The unified and complete sense of human life that the Gospel proposes is the best remedy for the ills of our cities, even though we have to realize that a uniform and rigid program of evangelization is not suited to this complex reality. But to live our human life to the fullest and to meet every challenge as a leaven of Gospel witness in every culture and in every city will make us better Christians and bear fruit in our cities.

One can apply this reasoning to any number of Church elements, from pastoral teaching, to disciplines (e.g. celibacy among clergy or fasting on Fridays), and even to the specific formulation of perennial doctrines. Take capital punishment, for example. In defense of the revision to the Catechism, Pope Francis and the CDF discussed several factors that led to the decision. First of all, it cannot be denied that the Church’s understanding grows over time; the entire scholastic movement is founded on the notion that theologians are capable of expanding the Church’s understanding and, in fact, must do so.

Here, Pope St. John Paul II’s Theology of the Body and related encyclicals and documents seems especially relevant given how much he made us aware of the theological underpinnings of Pope St. Paul VI’s condemnation of artificial contraception, specifically, and then broadly the Church’s perennial teaching regarding the inherent dignity of each human person as rooted in the image and likeness of God, a dignity that cannot be limited or destroyed but can be denied or infringed upon.

What also changed, of course, was our human culture. Collectively, we generally have grown in awareness of both the ineffectiveness and brutality of all forms of capital punishment and also in respect for the dignity of all human life.  This positive development in the history of man was met with a corresponding revision in the teaching on capital punishment, that clarifies for our time the perennial teaching regarding when one can properly take another human life. The goal of this revision, implicitly, is to help us to be a more holy people. We are, individually and collectively, a more holy people when we do not kill other people, for any reason, and we have the means and the collective will and now a moral exhortation to do so, at least in one more area of human life.  

With billions of adherents globally, the Church cannot be expected to come up with one universal system of laws and practices that is appropriate for all people. So, the Church has given to each local Church the ability, within limits, to guide their flock in a manner that is appropriate for them.  From the global Church down to the individual parish, each level of Church authority has a role in determining what is for the good of their flock. And here we can bring in principles of subsidiarity and solidarity. Without going into a full treatment of these principles here, suffice it to say that even at the parish level, choices must be made by the pastor to best minister to the people in his community. What one parish decides will look very different from what another parish decides, but we all pray and work for continued reform that better achieves the goal of becoming a bridge between each man, each community, and God.  
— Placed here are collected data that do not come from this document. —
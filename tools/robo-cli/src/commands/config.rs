//! Configuration management commands.

use std::fs;

use anyhow::{bail, Context as _, Result};

use super::{ConfigArgs, ConfigCommand};
use crate::config::generate_default_config;
use crate::context::Context;

/// Run the config command.
pub async fn run(args: ConfigArgs, ctx: &Context) -> Result<()> {
    match args.command {
        ConfigCommand::Show => show_config(ctx).await,
        ConfigCommand::Init { force } => init_config(force, ctx).await,
    }
}

async fn show_config(ctx: &Context) -> Result<()> {
    if ctx.output.is_json() {
        ctx.output.json(&ctx.config);
        return Ok(());
    }

    ctx.output.header("Current Configuration");
    match &ctx.config_file {
        Some(path) => ctx.output.kv("file", &path.display().to_string()),
        None => ctx.output.kv("file", "(none, using defaults)"),
    }

    ctx.output.info("[catalogue]");
    ctx.output.kv("source", ctx.config.catalogue.source.as_str());
    ctx.output.kv("endpoint", &ctx.config.catalogue.endpoint);
    ctx.output.kv("currency", ctx.config.currency().code());

    ctx.output.info("[log]");
    ctx.output.kv("level", &ctx.config.log.level);
    ctx.output.kv("format", &format!("{:?}", ctx.config.log.format).to_lowercase());

    Ok(())
}

async fn init_config(force: bool, ctx: &Context) -> Result<()> {
    let config_path = ctx.default_config_path();

    if config_path.exists() && !force {
        bail!(
            "Config file already exists: {}. Use --force to overwrite.",
            config_path.display()
        );
    }

    fs::write(&config_path, generate_default_config())
        .with_context(|| format!("Failed to write {}", config_path.display()))?;

    ctx.output.success(&format!("Created: {}", config_path.display()));
    ctx.output.list_item("Set catalogue.source = \"http\" to load from the catalogue service");

    Ok(())
}
//! The credential store: accounts, password verification, login tokens.
//!
//! Accounts live in a JSON file rewritten atomically (temp file plus
//! rename) after every change. Login tokens are stored only as SHA-256
//! digests, so a leaked password file does not leak live sessions.
//!
//! A token is bound to the account's credential version. Changing the
//! password bumps the version and every older token stops working.

use std::collections::BTreeMap;
use std::path::{Path, PathBuf};
use std::sync::Arc;
use std::time::Duration;

use chrono::{DateTime, Utc};
use serde::{Deserialize, Serialize};
use sha2::{Digest, Sha256};
use tilehost_config::{AuthSettings, CryptAlgorithm, Username, UsernamePolicy};
use tokio::sync::Mutex;
use tracing::{debug, info, warn};

use crate::hash::{strategy_for, HashStrategy};
use crate::registry::hex;
use crate::SessionError;

/// Verified against when the user does not exist, so unknown names cost
/// as much time as wrong passwords.
const DUMMY_PASSWORD: &str = "tilehost-dummy-password";

// ---------------------------------------------------------------------------
// On-disk format
// ---------------------------------------------------------------------------

#[derive(Debug, Clone, Serialize, Deserialize)]
struct UserRecord {
    hash: String,
    algorithm: CryptAlgorithm,
    #[serde(default)]
    version: u64,
    created_at: DateTime<Utc>,
    updated_at: DateTime<Utc>,
}

#[derive(Debug, Clone, Serialize, Deserialize)]
struct TokenRecord {
    username: String,
    version: u64,
    issued_at: DateTime<Utc>,
    expires_at: DateTime<Utc>,
}

#[derive(Debug, Default, Serialize, Deserialize)]
struct PasswordDb {
    #[serde(default)]
    users: BTreeMap<String, UserRecord>,
    /// Keyed by hex SHA-256 of the token.
    #[serde(default)]
    tokens: BTreeMap<String, TokenRecord>,
}

/// A freshly issued login token. The plaintext exists only here and in
/// the client's cookie.
#[derive(Debug, Clone, PartialEq, Eq)]
pub struct LoginToken {
    pub token: String,
    pub username: String,
    pub expires_at: DateTime<Utc>,
}

// ---------------------------------------------------------------------------
// CredentialStore
// ---------------------------------------------------------------------------

/// Accounts and login tokens, backed by the password database.
pub struct CredentialStore {
    path: PathBuf,
    policy: UsernamePolicy,
    max_password_len: usize,
    token_lifetime: chrono::Duration,
    strategy: Arc<dyn HashStrategy>,
    salt_length: usize,
    dummy_hash: Arc<str>,
    db: Mutex<PasswordDb>,
}

impl CredentialStore {
    /// Loads the password database, or starts an empty one if the file
    /// does not exist yet.
    ///
    /// # Errors
    /// [`SessionError::Storage`] if the file exists but cannot be read or
    /// parsed.
    pub async fn open(
        settings: &AuthSettings,
        policy: UsernamePolicy,
        token_lifetime: Duration,
    ) -> Result<Self, SessionError> {
        let path = settings.password_db.clone();
        let db = match tokio::fs::read(&path).await {
            Ok(bytes) => serde_json::from_slice(&bytes).map_err(|e| storage(&path, e))?,
            Err(e) if e.kind() == std::io::ErrorKind::NotFound => {
                info!(path = %path.display(), "password database not found; starting empty");
                PasswordDb::default()
            }
            Err(e) => return Err(storage(&path, e)),
        };

        let strategy: Arc<dyn HashStrategy> =
            Arc::from(strategy_for(settings.crypt_algorithm, settings.crypt_salt_length));
        let dummy_hash = {
            let strategy = Arc::clone(&strategy);
            tokio::task::spawn_blocking(move || strategy.hash(DUMMY_PASSWORD))
                .await
                .map_err(|e| SessionError::Hashing(e.to_string()))??
        };

        info!(
            path = %path.display(),
            users = db.users.len(),
            algorithm = settings.crypt_algorithm.tag(),
            "credential store opened"
        );

        Ok(Self {
            path,
            policy,
            max_password_len: settings.max_passwd_length,
            token_lifetime: chrono::Duration::from_std(token_lifetime)
                .unwrap_or(chrono::Duration::MAX),
            strategy,
            salt_length: settings.crypt_salt_length,
            dummy_hash: Arc::from(dummy_hash),
            db: Mutex::new(db),
        })
    }

    pub fn policy(&self) -> &UsernamePolicy {
        &self.policy
    }

    pub async fn user_count(&self) -> usize {
        self.db.lock().await.users.len()
    }

    /// Checks a password. Unknown users, over-long passwords, and wrong
    /// passwords are indistinguishable to the caller.
    pub async fn verify(&self, username: &str, password: &str) -> bool {
        let record = self.db.lock().await.users.get(username).cloned();
        let too_long = password.chars().count() > self.max_password_len;

        let (strategy, stored, real) = match record {
            Some(r) if !too_long => (strategy_for(r.algorithm, self.salt_length), r.hash, true),
            _ => (
                strategy_for(self.strategy.algorithm(), self.salt_length),
                self.dummy_hash.to_string(),
                false,
            ),
        };
        let password = password.to_string();
        let ok = tokio::task::spawn_blocking(move || strategy.verify(&password, &stored))
            .await
            .unwrap_or(false);
        ok && real
    }

    /// Creates an account.
    ///
    /// # Errors
    /// [`SessionError::InvalidUsername`], [`SessionError::InvalidPassword`],
    /// [`SessionError::UserExists`], or a storage error.
    pub async fn register(&self, username: &str, password: &str) -> Result<Username, SessionError> {
        let username = self.policy.parse(username)?;
        self.check_password(password)?;
        let hash = self.hash(password).await?;

        let mut db = self.db.lock().await;
        if db.users.contains_key(username.as_str()) {
            return Err(SessionError::UserExists(username.into_inner()));
        }
        let now = Utc::now();
        db.users.insert(
            username.as_str().to_string(),
            UserRecord {
                hash,
                algorithm: self.strategy.algorithm(),
                version: 0,
                created_at: now,
                updated_at: now,
            },
        );
        self.save(&mut db).await?;
        info!(%username, "account registered");
        Ok(username)
    }

    /// Replaces a password after checking the current one. Revokes every
    /// login token the user holds.
    ///
    /// # Errors
    /// [`SessionError::AuthFailed`] if `current` is wrong.
    pub async fn change_password(
        &self,
        username: &str,
        current: &str,
        new: &str,
    ) -> Result<(), SessionError> {
        if !self.verify(username, current).await {
            return Err(SessionError::AuthFailed);
        }
        self.check_password(new)?;
        let hash = self.hash(new).await?;

        let mut db = self.db.lock().await;
        let record = db.users.get_mut(username).ok_or(SessionError::AuthFailed)?;
        record.hash = hash;
        record.algorithm = self.strategy.algorithm();
        record.version += 1;
        record.updated_at = Utc::now();
        db.tokens.retain(|_, t| t.username != username);
        self.save(&mut db).await?;
        info!(%username, "password changed; login tokens revoked");
        Ok(())
    }

    /// Issues a login token valid for the configured lifetime.
    ///
    /// # Errors
    /// [`SessionError::AuthFailed`] for an unknown user.
    pub async fn issue_token(&self, username: &str) -> Result<LoginToken, SessionError> {
        let mut db = self.db.lock().await;
        let token = Self::insert_token(&mut db, username, Utc::now(), self.token_lifetime)?;
        self.save(&mut db).await?;
        Ok(token)
    }

    /// Returns the token's owner if it is valid now.
    pub async fn validate_token(&self, token: &str) -> Result<String, SessionError> {
        self.validate_token_at(token, Utc::now()).await
    }

    /// Returns the token's owner if it is valid at `now`.
    ///
    /// # Errors
    /// [`SessionError::ExpiredToken`] at or after the expiry;
    /// [`SessionError::InvalidToken`] if unknown or revoked.
    pub async fn validate_token_at(
        &self,
        token: &str,
        now: DateTime<Utc>,
    ) -> Result<String, SessionError> {
        let db = self.db.lock().await;
        Self::check_token(&db, &digest(token), now).map(|t| t.username.clone())
    }

    /// Consumes a token and issues its replacement. A token can only be
    /// redeemed once.
    pub async fn redeem_token(&self, token: &str) -> Result<LoginToken, SessionError> {
        let now = Utc::now();
        let key = digest(token);
        let mut db = self.db.lock().await;
        let username = Self::check_token(&db, &key, now)?.username.clone();
        db.tokens.remove(&key);
        let fresh = Self::insert_token(&mut db, &username, now, self.token_lifetime)?;
        self.save(&mut db).await?;
        debug!(%username, "login token rotated");
        Ok(fresh)
    }

    /// Revokes a token. Unknown tokens are ignored.
    pub async fn forget_token(&self, token: &str) -> Result<(), SessionError> {
        let mut db = self.db.lock().await;
        if db.tokens.remove(&digest(token)).is_some() {
            self.save(&mut db).await?;
        }
        Ok(())
    }

    /// Writes the database out. Called on shutdown; every mutation
    /// already saves.
    pub async fn flush(&self) -> Result<(), SessionError> {
        let mut db = self.db.lock().await;
        self.save(&mut db).await
    }

    // -----------------------------------------------------------------------

    fn check_password(&self, password: &str) -> Result<(), SessionError> {
        let len = password.chars().count();
        if len == 0 || len > self.max_password_len {
            return Err(SessionError::InvalidPassword {
                max: self.max_password_len,
            });
        }
        Ok(())
    }

    async fn hash(&self, password: &str) -> Result<String, SessionError> {
        let strategy = Arc::clone(&self.strategy);
        let password = password.to_string();
        tokio::task::spawn_blocking(move || strategy.hash(&password))
            .await
            .map_err(|e| SessionError::Hashing(e.to_string()))?
    }

    fn check_token<'a>(
        db: &'a PasswordDb,
        key: &str,
        now: DateTime<Utc>,
    ) -> Result<&'a TokenRecord, SessionError> {
        let record = db.tokens.get(key).ok_or(SessionError::InvalidToken)?;
        if now >= record.expires_at {
            return Err(SessionError::ExpiredToken);
        }
        match db.users.get(&record.username) {
            Some(user) if user.version == record.version => Ok(record),
            _ => Err(SessionError::InvalidToken),
        }
    }

    fn insert_token(
        db: &mut PasswordDb,
        username: &str,
        now: DateTime<Utc>,
        lifetime: chrono::Duration,
    ) -> Result<LoginToken, SessionError> {
        let version = db
            .users
            .get(username)
            .map(|u| u.version)
            .ok_or(SessionError::AuthFailed)?;
        let token = generate_token();
        let expires_at = now.checked_add_signed(lifetime).unwrap_or(DateTime::<Utc>::MAX_UTC);
        db.tokens.insert(
            digest(&token),
            TokenRecord {
                username: username.to_string(),
                version,
                issued_at: now,
                expires_at,
            },
        );
        Ok(LoginToken {
            token,
            username: username.to_string(),
            expires_at,
        })
    }

    /// Drops expired tokens, then rewrites the file atomically.
    async fn save(&self, db: &mut PasswordDb) -> Result<(), SessionError> {
        let now = Utc::now();
        let before = db.tokens.len();
        db.tokens.retain(|_, t| t.expires_at > now);
        if db.tokens.len() != before {
            debug!(purged = before - db.tokens.len(), "expired login tokens purged");
        }

        let bytes = serde_json::to_vec_pretty(&*db).map_err(|e| storage(&self.path, e))?;
        let tmp = temp_path(&self.path);
        tokio::fs::write(&tmp, &bytes)
            .await
            .map_err(|e| storage(&tmp, e))?;
        if let Err(e) = tokio::fs::rename(&tmp, &self.path).await {
            warn!(path = %self.path.display(), error = %e, "password database not saved");
            let _ = tokio::fs::remove_file(&tmp).await;
            return Err(storage(&self.path, e));
        }
        Ok(())
    }
}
Amoris Laetitia is perhaps the best example of these principles, as articulated by Pope Francis. In that document, Francis observes that a parish priest will have to guide individual couples in their process of discernment and formation and create programs best suited for their flock. The local bishop will have to institute guidelines for their pastors that are best suited for their diocese. And the bishops will do so in continuity with the directives and teachings of the universal Church, as represented in his person by the Pope. It has been lamented in the case of Amoris Laetitia that one diocese will look different in praxis from another diocese, but in truth, this is an unavoidable and even desirable outcome of individual bishops finding the path that is best suited to achieving the holiness of the Church for which they are responsible.

It is when we theologize human culture, when we make absolute what is only our personal preference or culture, that we limit the ability of God to reach more people in the world. Somewhat ironically, those who overstate God’s actions in the world deny and reject the ways God is truly acting in the world through his very human Church.

One could say that one of the main factors distinguishing various sides in this debate over the papacy of Francis is precisely the extent to which each holds an “incarnational” view of the Church. God works in and through his human church, collectively giving their actions direction and meaning perhaps far beyond what they themselves are aware of. Conversely, while it is tempting to say that God works in the Church “in spite of” humanity, it is more correct to say that God works in the Church “in spite of human sinfulness.”  We still must rely on his very human and sinful Church, infused as it is with the Spirit and mystically united to Christ, to grow in holiness.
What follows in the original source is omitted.